21. DATA SHARING, PROCURING OBLIGATIONS AND DATA PROTECTION
(a) If Buyer is part of a buying group and/or acts through an agent, or if Buyer is the administrating entity of the buying group and/or agent as applicable, then unless Buyer expressly informs Moove otherwise, Buyer is deemed to expressly agree to the sharing of sales data of the buying group by Moove with its Affiliates.
(b) If Buyer is part of a buying group and/or acts through an agent, or if Buyer is the administrating entity of the buying group and/or agent as applicable in all cases and in addition to Buyer's liability under this Contract, Buyer shall and undertakes to procure that the individual members of the buying group or principals Buyer is acting for shall, in addition to Buyer, be liable for all payment and/or other contractual obligations to Moove.
(c) Moove will use any company or personal data it receives in connection with Buyer to create or update records held by Moove and any of its Affiliates.
22. ENTIRE AGREEMENT AND AMENDMENT
(a) This Contract constitutes the entire agreement among the parties to this Contract with respect to the subject matter covered herein.
(b) This Contract may only be modified by a written agreement executed by each of the parties to this Contract.

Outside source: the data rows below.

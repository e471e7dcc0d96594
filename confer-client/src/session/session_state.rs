use crate::error::SessionError;
use crate::media::LocalTrack;
use crate::transport::RemoteTrack;
use confer_core::{ConnectionQuality, ConnectionState, ParticipantId, Signal};

#[derive(Debug, Clone, Copy, PartialEq, Eq, Hash)]
pub enum SessionState {
    Idle,
    Offering,
    AwaitingAnswer,
    AnsweringOffer,
    Connected,
    Reconnecting,
    Closed,
}

impl SessionState {
    pub fn is_connected(self) -> bool {
        self == SessionState::Connected
    }

    pub fn connection_state(self) -> ConnectionState {
        match self {
            SessionState::Idle => ConnectionState::New,
            SessionState::Offering
            | SessionState::AwaitingAnswer
            | SessionState::AnsweringOffer => ConnectionState::Connecting,
            SessionState::Connected => ConnectionState::Connected,
            SessionState::Reconnecting => ConnectionState::Reconnecting,
            SessionState::Closed => ConnectionState::Closed,
        }
    }

    pub fn quality(self) -> ConnectionQuality {
        match self {
            SessionState::Idle
            | SessionState::Offering
            | SessionState::AwaitingAnswer
            | SessionState::AnsweringOffer => ConnectionQuality::Connecting,
            SessionState::Connected => ConnectionQuality::Excellent,
            SessionState::Reconnecting => ConnectionQuality::Poor,
            SessionState::Closed => ConnectionQuality::Bad,
        }
    }
}

/// Входящие сообщения сессии. Обрабатываются строго по очереди.
#[derive(Debug, Clone)]
pub enum SessionInput {
    /// Начать исходящее согласование (только из `Idle`).
    StartOffer,
    Signal(Signal),
    /// Подменить исходящий трек того же вида.
    ReplaceTrack(LocalTrack),
    Close,
}

/// Что сессия сообщает координатору. `generation` отличает
/// сессию от её предшественницы для того же участника.
#[derive(Debug, Clone)]
pub enum SessionEvent {
    StateChanged {
        remote: ParticipantId,
        generation: u64,
        state: SessionState,
    },
    LinkQuality {
        remote: ParticipantId,
        generation: u64,
        quality: ConnectionQuality,
    },
    RemoteTrack {
        remote: ParticipantId,
        generation: u64,
        track: RemoteTrack,
    },
    Closed {
        remote: ParticipantId,
        generation: u64,
        error: Option<SessionError>,
    },
}

impl SessionEvent {
    pub fn remote(&self) -> &ParticipantId {
        match self {
            SessionEvent::StateChanged { remote, .. }
            | SessionEvent::LinkQuality { remote, .. }
            | SessionEvent::RemoteTrack { remote, .. }
            | SessionEvent::Closed { remote, .. } => remote,
        }
    }

    pub fn generation(&self) -> u64 {
        match self {
            SessionEvent::StateChanged { generation, .. }
            | SessionEvent::LinkQuality { generation, .. }
            | SessionEvent::RemoteTrack { generation, .. }
            | SessionEvent::Closed { generation, .. } => *generation,
        }
    }
}
use async_trait::async_trait;
use confer_client::{
    LocalTrack, MediaConstraints, MediaError, MediaSource, SampleMediaSource, ScreenCapture,
    VideoConstraints,
};
use std::sync::Arc;
use std::sync::atomic::{AtomicUsize, Ordering};
use tokio::sync::Mutex;

#[derive(Debug, Clone, Copy, PartialEq, Eq)]
pub enum MediaMode {
    Ready,
    /// `acquire` fails as if permission was denied.
    Unavailable,
    /// `acquire` never completes.
    Stalled,
}

/// MediaSource backed by SampleMediaSource that records constraint changes.
#[derive(Clone)]
pub struct MockMedia {
    pub inner: SampleMediaSource,
    mode: MediaMode,
    applied: Arc<Mutex<Vec<VideoConstraints>>>,
    releases: Arc<AtomicUsize>,
}

impl MockMedia {
    pub fn new(mode: MediaMode) -> Self {
        Self {
            inner: SampleMediaSource::new(),
            mode,
            applied: Arc::new(Mutex::new(Vec::new())),
            releases: Arc::new(AtomicUsize::new(0)),
        }
    }

    pub fn ready() -> Self {
        Self::new(MediaMode::Ready)
    }

    /// Every constraint set applied so far.
    pub async fn applied(&self) -> Vec<VideoConstraints> {
        self.applied.lock().await.clone()
    }

    pub fn release_count(&self) -> usize {
        self.releases.load(Ordering::SeqCst)
    }
}

#[async_trait]
impl MediaSource for MockMedia {
    async fn acquire(&self, constraints: &MediaConstraints) -> Result<Vec<LocalTrack>, MediaError> {
        match self.mode {
            MediaMode::Ready => self.inner.acquire(constraints).await,
            MediaMode::Unavailable => Err(MediaError::Unavailable("permission denied".to_string())),
            MediaMode::Stalled => std::future::pending().await,
        }
    }

    async fn acquire_screen(&self) -> Result<ScreenCapture, MediaError> {
        self.inner.acquire_screen().await
    }

    async fn apply_constraints(&self, constraints: &VideoConstraints) -> Result<(), MediaError> {
        self.applied.lock().await.push(*constraints);
        self.inner.apply_constraints(constraints).await
    }

    async fn stop_screen(&self) {
        self.inner.stop_screen().await
    }

    async fn release(&self) {
        self.releases.fetch_add(1, Ordering::SeqCst);
        self.inner.release().await
    }
}
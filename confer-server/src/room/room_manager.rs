use crate::room::room::Registration;
use crate::room::{Room, RoomCommand};
use crate::signaling::SignalingOutput;
use dashmap::DashMap;
use std::sync::Arc;
use std::sync::atomic::{AtomicU64, Ordering};
use tokio::sync::mpsc;
use tracing::info;

pub struct RoomSlot {
    pub(crate) generation: u64,
    tx: mpsc::Sender<RoomCommand>,
}

/// Реестр комнат: комната создаётся при первом входе и удаляет себя, опустев.
#[derive(Clone)]
pub struct RoomManager {
    rooms: Arc<DashMap<String, RoomSlot>>,
    generations: Arc<AtomicU64>,
    signaling: Arc<dyn SignalingOutput>,
    max_participants: usize,
}

impl RoomManager {
    pub fn new(signaling: Arc<dyn SignalingOutput>, max_participants: usize) -> Self {
        Self {
            rooms: Arc::new(DashMap::new()),
            generations: Arc::new(AtomicU64::new(1)),
            signaling,
            max_participants,
        }
    }

    pub fn get_room_sender(&self, room_id: &str) -> mpsc::Sender<RoomCommand> {
        self.rooms
            .entry(room_id.to_owned())
            .or_insert_with(|| self.spawn_room(room_id))
            .tx
            .clone()
    }

    pub fn room_count(&self) -> usize {
        self.rooms.len()
    }

    pub fn has_room(&self, room_id: &str) -> bool {
        self.rooms.contains_key(room_id)
    }

    fn spawn_room(&self, room_id: &str) -> RoomSlot {
        info!("Creating new room: {}", room_id);
        let generation = self.generations.fetch_add(1, Ordering::Relaxed);
        let (tx, rx) = mpsc::channel(100);

        let room = Room::new(room_id, rx, self.signaling.clone(), self.max_participants).registered(
            Registration {
                rooms: self.rooms.clone(),
                generation,
            },
        );
        tokio::spawn(room.run());

        RoomSlot { generation, tx }
    }
}
use confer_core::{ParticipantId, Signal, UserAction};
use tokio::sync::oneshot;

/// Ответ комнаты на `RoomCommand::Join`.
#[derive(Debug, Clone, Copy, PartialEq, Eq)]
pub enum JoinOutcome {
    Admitted,
    RoomFull,
    /// Комната уже опустела и завершается: нужно взять новую у `RoomManager`.
    RoomClosed,
}

/// Команды, поступающие в комнату от WebSocket обработчика.
#[derive(Debug)]
pub enum RoomCommand {
    /// Новое соединение участника. Повторный вход с тем же id
    /// переносит участника на новое соединение.
    Join {
        participant: ParticipantId,
        user_name: String,
        conn_id: u64,
        reply: oneshot::Sender<JoinOutcome>,
    },

    /// Соединение закрыто. Игнорируется, если участник уже перешёл на другое.
    Leave {
        participant: ParticipantId,
        conn_id: u64,
    },

    /// `webrtc_signal`: адресату, либо всем остальным, если адресат не указан.
    Signal {
        from: ParticipantId,
        signal: Signal,
        target: Option<ParticipantId>,
    },

    Action {
        from: ParticipantId,
        action: UserAction,
        value: Option<serde_json::Value>,
    },

    Chat {
        from: ParticipantId,
        message: String,
    },

    UserInfo {
        from: ParticipantId,
        user_name: String,
    },

    GetParticipants {
        from: ParticipantId,
    },
}
mod signal_connector;
mod signaling_channel;
mod signaling_output;
mod ws_connector;

pub use signal_connector::*;
pub use signaling_channel::*;
pub use signaling_output::*;
pub use ws_connector::*;
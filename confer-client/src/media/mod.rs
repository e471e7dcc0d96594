mod constraints;
mod local_track;
mod media_source;

pub use constraints::*;
pub use local_track::*;
pub use media_source::*;
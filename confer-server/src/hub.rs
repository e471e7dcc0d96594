use crate::config::HubConfig;
use crate::room::RoomManager;
use crate::signaling::{SignalingService, ws_handler};
use axum::Router;
use axum::routing::get;
use std::io;
use std::sync::Arc;
use tokio::net::TcpListener;
use tracing::info;

/// Общее состояние хаба для axum обработчиков.
#[derive(Clone)]
pub struct HubState {
    pub signaling: SignalingService,
    pub rooms: RoomManager,
}

impl HubState {
    pub fn new(config: &HubConfig) -> Self {
        let signaling = SignalingService::new();
        let rooms = RoomManager::new(Arc::new(signaling.clone()), config.max_participants);
        Self { signaling, rooms }
    }
}

pub fn router(config: &HubConfig) -> Router {
    Router::new()
        .route(&config.route(), get(ws_handler))
        .with_state(HubState::new(config))
}

/// Обслуживать хаб на уже открытом сокете, пока не упадёт сервер.
pub async fn serve(listener: TcpListener, config: HubConfig) -> io::Result<()> {
    info!(
        "Signaling hub listening on {:?} at {}",
        listener.local_addr().ok(),
        config.route()
    );
    axum::serve(listener, router(&config)).await
}
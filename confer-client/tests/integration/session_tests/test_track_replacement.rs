use confer_client::{LocalTrack, SessionInput, SessionState, TrackKind, TrackSource, TransportState};
use confer_core::Signal;

use crate::integration::{fast_retry, init_tracing, spawn_session};
use crate::utils::{MockTransportFactory, TransportOp, WAIT_TIMEOUT_MS, wait_until};

#[tokio::test]
async fn test_replace_track_swaps_sender_and_survives_renegotiation() {
    init_tracing();

    let mut session = spawn_session("alice", "bob", MockTransportFactory::new(), fast_retry(Some(5)));

    session.handle.send(SessionInput::Signal(Signal::Offer {
        sdp: "offer-from-bob".to_string(),
    }));
    session.states_until(SessionState::Connected).await;

    let (screen, _) = LocalTrack::sample("screen", "local", TrackKind::Video, TrackSource::Screen);
    session.handle.send(SessionInput::ReplaceTrack(screen));

    let first = session
        .transports
        .latest_for(&session.remote)
        .await
        .expect("transport created");
    let replaced = wait_until(WAIT_TIMEOUT_MS, || async {
        first.ops().await.contains(&TransportOp::ReplaceTrack {
            old: "camera".to_string(),
            new: "screen".to_string(),
        })
    })
    .await;
    assert!(replaced);
    assert_eq!(session.transports.created_count(), 1, "no renegotiation");

    first.emit_state(TransportState::Failed);
    session.states_until(SessionState::AwaitingAnswer).await;

    let second = session
        .transports
        .latest_for(&session.remote)
        .await
        .expect("replacement transport");
    let added: Vec<TransportOp> = second
        .ops()
        .await
        .into_iter()
        .filter(|op| matches!(op, TransportOp::AddTrack(_)))
        .collect();
    assert_eq!(
        added,
        vec![
            TransportOp::AddTrack("microphone".to_string()),
            TransportOp::AddTrack("screen".to_string()),
        ]
    );

    session.handle.close().await;
}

(c) If deliveries and performance of this Contract should commence prior to the signing of this Contract, Buyer shall be deemed to have accepted all deliveries subject expressly to the provisions of this Contract.
23. NOTICES AND OFFICIAL LANGUAGE
(a) Any notice to be given by either party under this Contract may be given by electronic mail or letter addressed and sent by post to or left at the other party’s registered address or their existing or last known place of business.
(b) The English language shall be the governing language of this Contract.
This Contract governs the relationship between the parties for the purchase and sale of Products and related services, if applicable. Moove and Buyer are separate business entities, and shall not be considered as partners, joint ventures, agents, servants, employees or fiduciaries of each other and neither shall have the power to bind or obligate the other, except as may be set forth in this Contract. This Contract shall not be construed in any way to deem Buyer as a franchisee of Moove for any purpose whatsoever.
This Contract may not be assigned (in whole or in part) by Buyer without the prior written consent of Moove. Moove may transfer its rights and obligations under this Contract to an Affiliate on giving written notice to Buyer.